WOW! On violin I got through the D-major section of the Bach _Chaconne_. Guess
I should have applied to Netflix!!!

Then there is the:

> Say you need a software engineer. Do you want a senior programmer fluent in
> the best new techniques in search engine development?

Hmm .... My work "in search engine development" is based on some original
applied math I derived in an infinite dimensional Hilbert space. So, can
Netflix advise me if my work is "in the best new techniques"? Hmm. Who in
Netflix can (A) give an example of an infinite dimensional Hilbert space, (B)
say what the connection with search might be, and (C) review the "best new
techniques"? Hmm ....

But (A) I've written some C code, but regarded it as like digging a ditch with
a teaspoon, (B) never wrote any C++, (C) never touched PHP, (D) never wrote
any JavaScript, (E) never used Linux, (F) used only a little, simple CSS, (G)
never used an IDE (integrated development environment), (H) never used Python,
R, Matlab, etc.

But I've done a LOT of scientific, engineering software with lots of
algorithms, data structures, etc. I've done a lot in applied statistics and
published peer-reviewed original research in mathematical statistics. I hold a
Ph.D. in applied math from a world class research university.

But, no doubt, I couldn't be hired at Netflix!!!!
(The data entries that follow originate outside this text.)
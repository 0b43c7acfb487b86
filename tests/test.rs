mod util;

use selfsign::cert::Certificate;
use selfsign::cert::SigningCertificate;
use selfsign::error::Error;
use selfsign::key::{DEFAULT_KEY_BITS, KeyPair};
use ::time::OffsetDateTime;
use x509_parser::prelude::*;

/// Generated code signing certificates are self-issued, carry the code
/// signing EKU and parse with an independent X.509 parser.
#[test]
fn generated_certificate_properties() {
    let signing = util::generate_code_signing_cert("LocalSign-SelfSigned");
    let der = signing.cert.to_der().unwrap();
    let (rest, cert) = X509Certificate::from_der(&der).unwrap();
    assert!(rest.is_empty());

    assert_eq!(cert.version(), X509Version::V3);
    assert_eq!(cert.subject(), cert.issuer());
    let cn = cert.subject().iter_common_name().next().unwrap();
    assert_eq!(cn.as_str().unwrap(), "LocalSign-SelfSigned");

    let eku = cert.extended_key_usage().unwrap().unwrap();
    assert!(eku.value.code_signing);
    assert!(!eku.value.server_auth);

    let key_usage = cert.key_usage().unwrap().unwrap();
    assert!(key_usage.critical);
    assert!(key_usage.value.digital_signature());

    let basic = cert.basic_constraints().unwrap().unwrap();
    assert!(basic.critical);
    assert!(!basic.value.ca);

    assert_eq!(
        cert.signature_algorithm.algorithm.to_id_string(),
        "1.2.840.113549.1.1.11"
    );

    let serial = cert.tbs_certificate.raw_serial();
    assert_eq!(serial.len(), 16);
    assert_eq!(serial[0] & 0x80, 0);

    let now = OffsetDateTime::now_utc().unix_timestamp();
    let not_before = cert.validity().not_before.timestamp();
    let not_after = cert.validity().not_after.timestamp();
    assert!(not_before <= now);
    let years = (not_after - not_before) as f64 / (365.25 * 24.0 * 3600.0);
    assert!((2.99..3.01).contains(&years), "validity is {years} years");
}

#[test]
fn certificate_verifies_with_own_key() {
    let signing = util::generate_code_signing_cert("Nightly Builds");
    assert!(signing.cert.is_self_issued());
    assert!(signing.cert.has_code_signing_usage());
    signing.cert.verify_self_signature().unwrap();
    assert_eq!(signing.subject, "Nightly Builds");
}

#[test]
fn pem_round_trip() {
    let signing = util::generate_code_signing_cert("Round Trip");
    let pem = signing.cert.to_pem().unwrap();
    assert!(pem.starts_with("-----BEGIN CERTIFICATE-----\n"));

    let parsed = Certificate::from_pem(&pem).unwrap();
    assert_eq!(parsed, signing.cert);
    assert_eq!(parsed.serial_number(), signing.cert.serial_number());
    assert_eq!(parsed.subject_string(), "CN=Round Trip");

    let key_pem = signing.key.export_pkcs8_pem().unwrap();
    let key = KeyPair::import_from_pem(&key_pem).unwrap();
    let rebuilt = SigningCertificate::new(parsed, key).unwrap();
    assert_eq!(rebuilt.subject, "Round Trip");
}

#[test]
fn mismatched_key_is_rejected() {
    let signing = util::generate_code_signing_cert("Mismatch");
    let other = KeyPair::generate_rsa(DEFAULT_KEY_BITS).unwrap();
    let err = SigningCertificate::new(signing.cert.clone(), other).unwrap_err();
    assert!(matches!(err, Error::CertificateError(_)));
}

#[test]
fn issued_certificate_is_not_self_issued() {
    let ca = util::generate_ca_cert();
    assert!(ca.cert.is_self_issued());
    assert!(!ca.cert.has_code_signing_usage());

    let leaf = util::generate_third_party_cert();
    assert!(!leaf.cert.is_self_issued());
    assert!(leaf.cert.has_code_signing_usage());
    assert_eq!(leaf.cert.issuer().common_name, "Contoso Code Signing CA");
    assert_eq!(leaf.cert.issuer().organization.as_deref(), Some("Contoso"));

    let der = leaf.cert.to_der().unwrap();
    let (_, parsed) = X509Certificate::from_der(&der).unwrap();
    assert_ne!(parsed.subject(), parsed.issuer());
    let aki = parsed
        .extensions()
        .iter()
        .find(|ext| ext.oid == x509_parser::oid_registry::OID_X509_EXT_AUTHORITY_KEY_IDENTIFIER);
    assert!(aki.is_some());
}

#[test]
fn names_are_escaped() {
    let signing = util::generate_code_signing_cert("Builds, Inc = \"Test\"");
    assert_eq!(signing.cert.subject().common_name, "Builds, Inc = \"Test\"");
}
//! Irreversible key steps.
//!
//! These steps shape physical keys for adapters with addressing constraints
//! (file names, directory fan-out, length limits). They are one-way: a lookup
//! re-derives the physical key from the caller's key instead of decoding it.

use percent_encoding::{AsciiSet, NON_ALPHANUMERIC, percent_encode};
use sha2::{Digest, Sha256};
use stowage_core::Value;

use crate::EncodingError;

/// Everything except `[A-Za-z0-9_-]` is escaped.
const FILE_SAFE: &AsciiSet = &NON_ALPHANUMERIC.remove(b'_').remove(b'-');

fn bytes_of(key: &Value) -> Result<&[u8], EncodingError> {
    key.as_bytes()
        .ok_or_else(|| EncodingError::Unsupported(key.kind()))
}

/// Prepends `prefix` to a text or binary key.
pub(crate) fn prefix(prefix: &str, key: Value) -> Result<Value, EncodingError> {
    match key {
        Value::Text(text) => Ok(Value::Text(format!("{prefix}{text}"))),
        Value::Bytes(bytes) => {
            let mut out = Vec::with_capacity(prefix.len() + bytes.len());
            out.extend_from_slice(prefix.as_bytes());
            out.extend_from_slice(&bytes);
            Ok(Value::from(out))
        }
        other => Err(EncodingError::Unsupported(other.kind())),
    }
}

/// Percent-encodes every byte outside `[A-Za-z0-9_-]`.
///
/// The result is a single path component: it never contains `/`, `.` or
/// anything else a filesystem would interpret.
pub fn escape(data: &[u8]) -> String {
    percent_encode(data, FILE_SAFE).to_string()
}

pub(crate) fn escape_key(key: &Value) -> Result<Value, EncodingError> {
    Ok(Value::Text(escape(bytes_of(key)?)))
}

/// Lowercase hex SHA-256 digest of the key bytes.
pub(crate) fn sha256_key(key: &Value) -> Result<Value, EncodingError> {
    let digest = Sha256::digest(bytes_of(key)?);
    Ok(Value::Text(hex::encode(digest)))
}

/// Splits a key into a two-character directory and the remainder,
/// `"ab12cd"` becomes `"ab/12cd"`. Keys of two characters or fewer are
/// returned unchanged.
pub fn spread(key: &str) -> String {
    match key.char_indices().nth(2) {
        Some((split, _)) => format!("{}/{}", &key[..split], &key[split..]),
        None => key.to_owned(),
    }
}

pub(crate) fn spread_key(key: &Value) -> Result<Value, EncodingError> {
    let text = std::str::from_utf8(bytes_of(key)?)
        .map_err(|_| EncodingError::Unsupported(key.kind()))?;
    Ok(Value::Text(spread(text)))
}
My one, short, telephone Google interview stopped when I gave the wrong answer
to their question "What is your favorite programming language?"; apparently
the only correct answer was C++; I said PL/I. I'd still say PL/I. How many
recruiters at Google understood the pros and cons of PL/I versus other
languages?

With all this nonsense, as in many posts in this thread, in hiring for
computer programming, I gave up and am doing my own startup.

I picked Windows over Linux. On Windows I picked Visual Basic .NET (apparently
essentially equivalent to C# but with a different flavor of _syntactic sugar_
), type into my favorite text editor, KEdit with a few hundred macros instead
of an IDE, used ASP.NET for the Web pages, used ADO.NET for the SQL Server
access, etc. Works fine.

If I need Python, etc., then I'll learn it and use it. So far, I have all the
software development tools I need.

For SPSS, SAS, R, Matlab, etc., my work in statistics has always been too
advanced for those packages -- so I wrote my own code.
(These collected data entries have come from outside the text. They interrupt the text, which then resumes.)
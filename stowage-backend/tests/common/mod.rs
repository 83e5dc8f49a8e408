//! Simple in-memory test store implementation using DashMap.

#![allow(dead_code)]

use std::sync::{
    Arc,
    atomic::{AtomicUsize, Ordering},
};

use async_trait::async_trait;
use dashmap::DashMap;
use stowage_backend::{Key, Options, Store, StoreError, StoreLabel, StoreResult, Value};

/// Simple in-memory store for testing using DashMap.
///
/// Clones share the same map, so a test can keep a handle for inspection
/// after moving the store into a stack.
#[derive(Clone, Default)]
pub struct TestStore {
    entries: Arc<DashMap<Key, Value>>,
    closes: Arc<AtomicUsize>,
    fail_close: bool,
}

impl TestStore {
    pub fn new() -> Self {
        Self::default()
    }

    /// A store whose `close` always fails.
    pub fn failing_close() -> Self {
        Self {
            fail_close: true,
            ..Self::default()
        }
    }

    /// Raw entry as the store holds it.
    pub fn get_raw(&self, key: &Key) -> Option<Value> {
        self.entries.get(key).map(|v| v.clone())
    }

    pub fn insert_raw(&self, key: impl Into<Key>, value: impl Into<Value>) {
        self.entries.insert(key.into(), value.into());
    }

    pub fn keys(&self) -> Vec<Key> {
        self.entries.iter().map(|e| e.key().clone()).collect()
    }

    pub fn len(&self) -> usize {
        self.entries.len()
    }

    pub fn wipe(&self) {
        self.entries.clear();
    }

    pub fn closes(&self) -> usize {
        self.closes.load(Ordering::SeqCst)
    }
}

#[async_trait]
impl Store for TestStore {
    async fn load(&self, key: &Key, _options: &Options) -> StoreResult<Option<Value>> {
        Ok(self.get_raw(key))
    }

    async fn store(&self, key: &Key, value: Value, _options: &Options) -> StoreResult<Value> {
        self.entries.insert(key.clone(), value.clone());
        Ok(value)
    }

    async fn delete(&self, key: &Key, _options: &Options) -> StoreResult<Option<Value>> {
        Ok(self.entries.remove(key).map(|(_, v)| v))
    }

    async fn increment(&self, key: &Key, amount: i64, _options: &Options) -> StoreResult<i64> {
        let mut entry = self.entries.entry(key.clone()).or_insert(Value::Integer(0));
        let current = entry
            .to_counter()
            .ok_or(StoreError::NotAnInteger(entry.kind()))?;
        let next = current + amount;
        *entry = Value::Integer(next);
        Ok(next)
    }

    async fn clear(&self, _options: &Options) -> StoreResult<()> {
        self.entries.clear();
        Ok(())
    }

    async fn close(&self) -> StoreResult<()> {
        self.closes.fetch_add(1, Ordering::SeqCst);
        if self.fail_close {
            return Err(StoreError::InternalError("close failed".into()));
        }
        Ok(())
    }

    fn label(&self) -> StoreLabel {
        StoreLabel::new_static("test")
    }
}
Yup, I wouldn't get hired!!!

Flip side: I should be able to compete well with the people Netflix, etc. do
hire!!!!

If I need to hire for my startup, then I will emphasize first -- technical
writing.

------
myrandomcomment
This. 100%. This is perfect. I just sent it to my CEO.

------
amanaplanacanal
At the last place I worked, the interview process went like this:

Come up with a list of questions. Ask each person the same list in front of a
committee, and the committee members individually scored their answers. Total
the scores, and recommend the highest scoring person for hiring. Then
Management took that recommendation and sometimes did a second round of
interviews.

Did they hire the best people? Sometimes yes, possibly.
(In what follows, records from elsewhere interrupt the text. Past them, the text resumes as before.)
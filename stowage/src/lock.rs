//! Mutual exclusion for stores that are not safe to share.

use async_trait::async_trait;
use stowage_backend::{BoxStore, Proxy, Store, StoreResult};
use stowage_core::{Key, Options, StoreLabel, Value};
use tokio::sync::Mutex;

/// Proxy that lets exactly one operation at a time reach the inner store.
///
/// The guard is held for the single delegated call and released on every
/// exit path, including errors and cancelled futures.
#[derive(Debug)]
pub struct Lock<S = BoxStore> {
    inner: Proxy<S>,
    lock: Mutex<()>,
}

impl<S: Store> Lock<S> {
    pub fn new(inner: S) -> Self {
        Self {
            inner: Proxy::new(inner),
            lock: Mutex::new(()),
        }
    }
}

#[async_trait]
impl<S: Store> Store for Lock<S> {
    async fn contains(&self, key: &Key, options: &Options) -> StoreResult<bool> {
        let _guard = self.lock.lock().await;
        self.inner.contains(key, options).await
    }

    async fn load(&self, key: &Key, options: &Options) -> StoreResult<Option<Value>> {
        let _guard = self.lock.lock().await;
        self.inner.load(key, options).await
    }

    async fn store(&self, key: &Key, value: Value, options: &Options) -> StoreResult<Value> {
        let _guard = self.lock.lock().await;
        self.inner.store(key, value, options).await
    }

    async fn delete(&self, key: &Key, options: &Options) -> StoreResult<Option<Value>> {
        let _guard = self.lock.lock().await;
        self.inner.delete(key, options).await
    }

    async fn increment(&self, key: &Key, amount: i64, options: &Options) -> StoreResult<i64> {
        let _guard = self.lock.lock().await;
        self.inner.increment(key, amount, options).await
    }

    async fn clear(&self, options: &Options) -> StoreResult<()> {
        let _guard = self.lock.lock().await;
        self.inner.clear(options).await
    }

    async fn close(&self) -> StoreResult<()> {
        let _guard = self.lock.lock().await;
        self.inner.close().await
    }

    fn label(&self) -> StoreLabel {
        self.inner.label()
    }
}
It was at least an attempt towards objectivity. Although there certainly was
discussion that "we want to hire somebody that is going to fit on the team."
Of course the problem with this attitude is that it caters to everybody's
built-in biases, leading to exactly the all the gender and other
discriminatory outcomes we typically see in IT.

I don't think anybody really knows how to do hiring.